Friday, March 3, 2023

home land, home sky

It was nice to be back in the Philippines! From the moment the fields and flats of Negros Island emerged from the storm clouds...


to the moment I murmured a teary goodbye to the lights of Manila...


I felt cradled by the sights and sounds of home. This was what I knew best: the green of sugarcane and palm trees, the colours of bougainvillea and kalachuchi (frangipani), the calls of the bato-bato (zebra dove) and the maya (Eurasian sparrow)...they were bone deep.


The drenching, warm rain was far more familiar to me than the thin, freezing rain of a London January.


And the blazing sun, its hazy fingers reaching under the eaves and into the rooms of our house, was the aggressive sun I knew from childhood Sundays wishing for the pool.


When David Hockney moved from England to LA, he was stunned by the disparity of light.

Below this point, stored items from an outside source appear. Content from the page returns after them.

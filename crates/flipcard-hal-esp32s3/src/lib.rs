#![cfg_attr(not(test), no_std)]

//! Board adapters for the flipcard viewer: SD-card document store, capacitive
//! touch controller, Sharp memory LCD, and the screen renderer.
//!
//! Everything here is generic over `embedded-hal` traits; the firmware binary
//! supplies the ESP32-S3 peripherals.

extern crate alloc;

pub mod input;
pub mod platform;
pub mod render;
pub mod storage;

The sunlight in Los Angeles was brilliant, sharp and clear. Everything was in focus, everything was spotlit. 


Tropical sunlight cannot be compared to the harsh desert light of the Los Angeles hills. But going from my adopted home of London, in the dim grey light of winter, to the Philippines...it was a shock. The sunrises and sunsets were almost too garish, so dramatic they looked like movie backgrounds.

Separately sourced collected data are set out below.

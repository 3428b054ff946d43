//! Placeholder screens drawn from the layout rectangles.
//!
//! Images are not decoded; every image region shows its file name.

use core::fmt::Write;

use embedded_graphics::{
    Pixel,
    mono_font::{
        MonoFont, MonoTextStyle,
        ascii::{FONT_6X10, FONT_10X20},
    },
    pixelcolor::BinaryColor,
    prelude::*,
    primitives::{PrimitiveStyle, Rectangle, Triangle},
    text::{Alignment, Baseline, Text, TextStyleBuilder},
};
use flipcard_core::{
    filter::GRID_PAGE_SIZE,
    layout::{self, Rect},
    render::{CardFaceView, CategoryRowView, GridSlotView, LanguageRowView, Screen},
};
use heapless::String;

use super::FrameRenderer;
use crate::platform::FrameBuffer;

const LABEL_CAPACITY: usize = 24;
const TEXT_PAD: u16 = 6;

/// Title area between the previous and home buttons.
const TITLE_AREA: Rect = Rect::new(
    layout::NAV_PREV.x + layout::NAV_PREV.width + 8,
    layout::NAV_HOME.y,
    layout::NAV_HOME.x - (layout::NAV_PREV.x + layout::NAV_PREV.width + 8) - 4,
    layout::NAV_HOME.height,
);
/// Counter area between the home and next buttons.
const INFO_AREA: Rect = Rect::new(
    layout::NAV_HOME.x + layout::NAV_HOME.width + 4,
    layout::NAV_HOME.y,
    layout::NAV_NEXT.x - (layout::NAV_HOME.x + layout::NAV_HOME.width + 4) - 8,
    layout::NAV_HOME.height,
);

#[derive(Debug, Default, Clone, Copy)]
pub struct ScreenRenderer;

impl ScreenRenderer {
    pub const fn new() -> Self {
        Self
    }
}

impl FrameRenderer for ScreenRenderer {
    fn render(&mut self, screen: Screen<'_>, frame: &mut FrameBuffer) {
        frame.fill(false);

        match screen {
            Screen::Menu { title } => draw_menu(frame, title),
            Screen::Category {
                rows,
                random,
                page,
                total_pages,
            } => draw_categories(frame, rows, random, page, total_pages),
            Screen::Grid {
                category,
                page,
                total_pages,
                slots,
            } => draw_grid(frame, category, page, total_pages, slots),
            Screen::Flipcard {
                title,
                folder,
                main_image,
                face,
                position,
                count,
                random,
            } => {
                draw_nav(frame, true);
                text_in(frame, title, TITLE_AREA, &FONT_6X10, Alignment::Left);

                let mut info: String<LABEL_CAPACITY> = String::new();
                if random {
                    let _ = write!(info, "Random {}", position);
                } else {
                    let _ = write!(info, "{}/{}", position, count);
                }
                text_in(frame, &info, INFO_AREA, &FONT_6X10, Alignment::Right);

                draw_flipcard(frame, folder, main_image, face);
            }
            Screen::Option => {
                draw_home(frame, layout::NAV_HOME);
                text_in(frame, "Options", TITLE_AREA, &FONT_10X20, Alignment::Left);
                outline(frame, layout::OPTION_LANGUAGE);
                text_in(
                    frame,
                    "Language Settings",
                    layout::OPTION_LANGUAGE,
                    &FONT_10X20,
                    Alignment::Center,
                );
            }
            Screen::LanguageSelection {
                rows,
                notice,
                page,
                total_pages,
            } => draw_languages(frame, rows, notice, page, total_pages),
            Screen::Lock => {
                centered_line(frame, "FLIPCARD", 80, &FONT_10X20);
                centered_line(frame, "Sleep Mode", 120, &FONT_10X20);
                centered_line(frame, "Touch to wake up", 160, &FONT_6X10);
            }
            Screen::Status { line1, line2 } => {
                centered_line(frame, line1, 100, &FONT_10X20);
                centered_line(frame, line2, 140, &FONT_6X10);
            }
        }
    }
}

fn draw_menu(frame: &mut FrameBuffer, title: &str) {
    centered_line(frame, title, 60, &FONT_10X20);

    for (rect, label) in [
        (layout::MENU_CATEGORIES, "Categories"),
        (layout::MENU_RANDOM, "Random"),
        (layout::MENU_OPTIONS, "Options"),
    ] {
        outline(frame, rect);
        text_in(frame, label, rect, &FONT_10X20, Alignment::Center);
    }
}

fn draw_categories(
    frame: &mut FrameBuffer,
    rows: &[CategoryRowView<'_>],
    random: bool,
    page: usize,
    total_pages: usize,
) {
    draw_list_nav(frame, page, total_pages);
    let header = if random {
        "Categories (Random)"
    } else {
        "Categories"
    };
    text_in(frame, header, TITLE_AREA, &FONT_6X10, Alignment::Left);

    for (slot, row) in rows.iter().take(layout::CATEGORY_SLOTS).enumerate() {
        let rect = layout::category_slot(slot);
        outline(frame, rect);

        let mut count: String<LABEL_CAPACITY> = String::new();
        let _ = write!(count, "{}", row.count);
        let name_area = Rect::new(rect.x, rect.y, rect.width - 40, rect.height);
        text_in(frame, row.name, name_area, &FONT_6X10, Alignment::Left);
        text_in(frame, &count, rect, &FONT_6X10, Alignment::Right);
    }
}

fn draw_grid(
    frame: &mut FrameBuffer,
    category: &str,
    page: usize,
    total_pages: usize,
    slots: &[GridSlotView<'_>],
) {
    draw_nav(frame, total_pages > 1);
    text_in(frame, category, TITLE_AREA, &FONT_6X10, Alignment::Left);

    let mut indicator: String<LABEL_CAPACITY> = String::new();
    let _ = write!(indicator, "{}/{}", page + 1, total_pages);
    text_in(frame, &indicator, INFO_AREA, &FONT_6X10, Alignment::Right);

    for (index, slot) in slots.iter().take(GRID_PAGE_SIZE).enumerate() {
        let rect = layout::grid_slot(index);
        outline(frame, rect);

        let half = rect.height / 2;
        let top = Rect::new(rect.x, rect.y, rect.width, half);
        let bottom = Rect::new(rect.x, rect.y + half, rect.width, rect.height - half);
        text_in(frame, slot.title, top, &FONT_6X10, Alignment::Center);
        text_in(frame, slot.thumbnail, bottom, &FONT_6X10, Alignment::Center);
    }
}

fn draw_flipcard(frame: &mut FrameBuffer, folder: &str, main_image: &str, face: CardFaceView<'_>) {
    outline(frame, layout::FLIP_MAIN_IMAGE);
    text_in(
        frame,
        main_image,
        layout::FLIP_MAIN_IMAGE,
        &FONT_6X10,
        Alignment::Center,
    );
    let folder_line = Rect::new(
        layout::FLIP_MAIN_IMAGE.x,
        layout::FLIP_MAIN_IMAGE.bottom() - 20,
        layout::FLIP_MAIN_IMAGE.width,
        20,
    );
    text_in(frame, folder, folder_line, &FONT_6X10, Alignment::Center);

    outline(frame, layout::FLIP_BIG_FACE);
    outline(frame, layout::FLIP_SMALL_FACE);

    if face.language.is_empty() {
        text_in(
            frame,
            "no image",
            layout::FLIP_BIG_FACE,
            &FONT_6X10,
            Alignment::Center,
        );
        return;
    }

    let label_line = Rect::new(
        layout::FLIP_BIG_FACE.x,
        layout::FLIP_BIG_FACE.y,
        layout::FLIP_BIG_FACE.width,
        20,
    );
    text_in(frame, face.language, label_line, &FONT_6X10, Alignment::Left);
    text_in(
        frame,
        face.big_file,
        layout::FLIP_BIG_FACE,
        &FONT_10X20,
        Alignment::Center,
    );
    text_in(
        frame,
        face.small_file,
        layout::FLIP_SMALL_FACE,
        &FONT_6X10,
        Alignment::Center,
    );
}

fn draw_languages(
    frame: &mut FrameBuffer,
    rows: &[LanguageRowView<'_>],
    notice: Option<&str>,
    page: usize,
    total_pages: usize,
) {
    draw_list_nav(frame, page, total_pages);
    text_in(frame, "Language", TITLE_AREA, &FONT_10X20, Alignment::Left);

    for (index, row) in rows.iter().take(layout::LANGUAGE_ROWS).enumerate() {
        let rect = layout::language_row(index);
        outline(frame, rect);

        let mut label: String<LABEL_CAPACITY> = String::new();
        let marker = if row.is_default { '*' } else { ' ' };
        let _ = write!(label, "{} ", marker);
        for ch in row.name.chars() {
            if label.push(ch).is_err() {
                break;
            }
        }
        text_in(frame, &label, rect, &FONT_10X20, Alignment::Left);
        text_in(frame, row.key, rect, &FONT_6X10, Alignment::Right);
    }

    if let Some(notice) = notice {
        text_in(
            frame,
            notice,
            layout::LANGUAGE_NOTICE,
            &FONT_6X10,
            Alignment::Center,
        );
    }
}

fn draw_nav(frame: &mut FrameBuffer, arrows_active: bool) {
    draw_arrow(frame, layout::NAV_PREV, false, arrows_active);
    draw_home(frame, layout::NAV_HOME);
    draw_arrow(frame, layout::NAV_NEXT, true, arrows_active);
}

/// Lists that fit one page show only the home button.
fn draw_list_nav(frame: &mut FrameBuffer, page: usize, total_pages: usize) {
    if total_pages <= 1 {
        draw_home(frame, layout::NAV_HOME);
        return;
    }
    draw_nav(frame, true);

    let mut indicator: String<LABEL_CAPACITY> = String::new();
    let _ = write!(indicator, "{}/{}", page + 1, total_pages);
    text_in(frame, &indicator, INFO_AREA, &FONT_6X10, Alignment::Right);
}

/// Active arrows are filled; inactive ones are a dotted outline.
fn draw_arrow(frame: &mut FrameBuffer, rect: Rect, pointing_right: bool, active: bool) {
    let left = i32::from(rect.x) + 10;
    let right = i32::from(rect.x + rect.width) - 10;
    let top = i32::from(rect.y) + 8;
    let bottom = i32::from(rect.y + rect.height) - 8;
    let middle = i32::from(rect.y + rect.height / 2);

    let (base, tip) = if pointing_right {
        (left, right)
    } else {
        (right, left)
    };
    let triangle = Triangle::new(
        Point::new(base, top),
        Point::new(base, bottom),
        Point::new(tip, middle),
    );

    if active {
        outline(frame, rect);
        let _ = triangle
            .into_styled(PrimitiveStyle::with_fill(BinaryColor::On))
            .draw(frame);
    } else {
        dotted_outline(frame, rect);
        let _ = triangle
            .into_styled(PrimitiveStyle::with_stroke(BinaryColor::On, 1))
            .draw(frame);
    }
}

fn draw_home(frame: &mut FrameBuffer, rect: Rect) {
    outline(frame, rect);

    let x = i32::from(rect.x);
    let y = i32::from(rect.y);
    let _ = Triangle::new(
        Point::new(x + 8, y + 18),
        Point::new(x + 18, y + 8),
        Point::new(x + 28, y + 18),
    )
    .into_styled(PrimitiveStyle::with_fill(BinaryColor::On))
    .draw(frame);
    let _ = Rectangle::new(Point::new(x + 11, y + 18), Size::new(14, 11))
        .into_styled(PrimitiveStyle::with_stroke(BinaryColor::On, 1))
        .draw(frame);
}

fn bounds(rect: Rect) -> Rectangle {
    Rectangle::new(
        Point::new(i32::from(rect.x), i32::from(rect.y)),
        Size::new(u32::from(rect.width), u32::from(rect.height)),
    )
}

fn outline(frame: &mut FrameBuffer, rect: Rect) {
    let _ = bounds(rect)
        .into_styled(PrimitiveStyle::with_stroke(BinaryColor::On, 1))
        .draw(frame);
}

fn dotted_outline(frame: &mut FrameBuffer, rect: Rect) {
    let x0 = i32::from(rect.x);
    let y0 = i32::from(rect.y);
    let x1 = x0 + i32::from(rect.width) - 1;
    let y1 = y0 + i32::from(rect.height) - 1;

    let horizontal = (x0..=x1)
        .step_by(2)
        .flat_map(|x| [Point::new(x, y0), Point::new(x, y1)]);
    let vertical = (y0..=y1)
        .step_by(2)
        .flat_map(|y| [Point::new(x0, y), Point::new(x1, y)]);
    let _ = frame.draw_iter(
        horizontal
            .chain(vertical)
            .map(|point| Pixel(point, BinaryColor::On)),
    );
}

/// Longest prefix of `text` that fits in `width` pixels of `font`.
fn fit<'a>(text: &'a str, width: u32, font: &MonoFont<'_>) -> &'a str {
    let advance = font.character_size.width + font.character_spacing;
    let max_chars = (width / advance) as usize;
    match text.char_indices().nth(max_chars) {
        Some((end, _)) => &text[..end],
        None => text,
    }
}

/// Single line of text vertically centred in `rect`, clipped to its width.
fn text_in(frame: &mut FrameBuffer, text: &str, rect: Rect, font: &MonoFont<'_>, align: Alignment) {
    let inner_width = u32::from(rect.width.saturating_sub(TEXT_PAD * 2));
    let text = fit(text, inner_width, font);

    let x = match align {
        Alignment::Left => rect.x + TEXT_PAD,
        Alignment::Center => rect.x + rect.width / 2,
        Alignment::Right => rect.x + rect.width - TEXT_PAD,
    };
    let y = rect.y + rect.height / 2;

    let style = TextStyleBuilder::new()
        .alignment(align)
        .baseline(Baseline::Middle)
        .build();
    let _ = Text::with_text_style(
        text,
        Point::new(i32::from(x), i32::from(y)),
        MonoTextStyle::new(font, BinaryColor::On),
        style,
    )
    .draw(frame);
}

fn centered_line(frame: &mut FrameBuffer, text: &str, y: u16, font: &MonoFont<'_>) {
    let line = Rect::new(0, y.saturating_sub(12), layout::PANEL_WIDTH, 24);
    text_in(frame, text, line, font, Alignment::Center);
}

Even the moon was not the same. It was closer, big and round, a bit more real than it seemed in the Western temperate zones. Easier to catch without a zoom lens. 


And if it was closer, it was also brighter. The moonlight in the garden was sometimes bright enough to read by.


Back in the good old United Kingdom where the daylight is often diffused through a solid screen of clouds, the baking, humid days seem far away. But it's good to know we can always come home.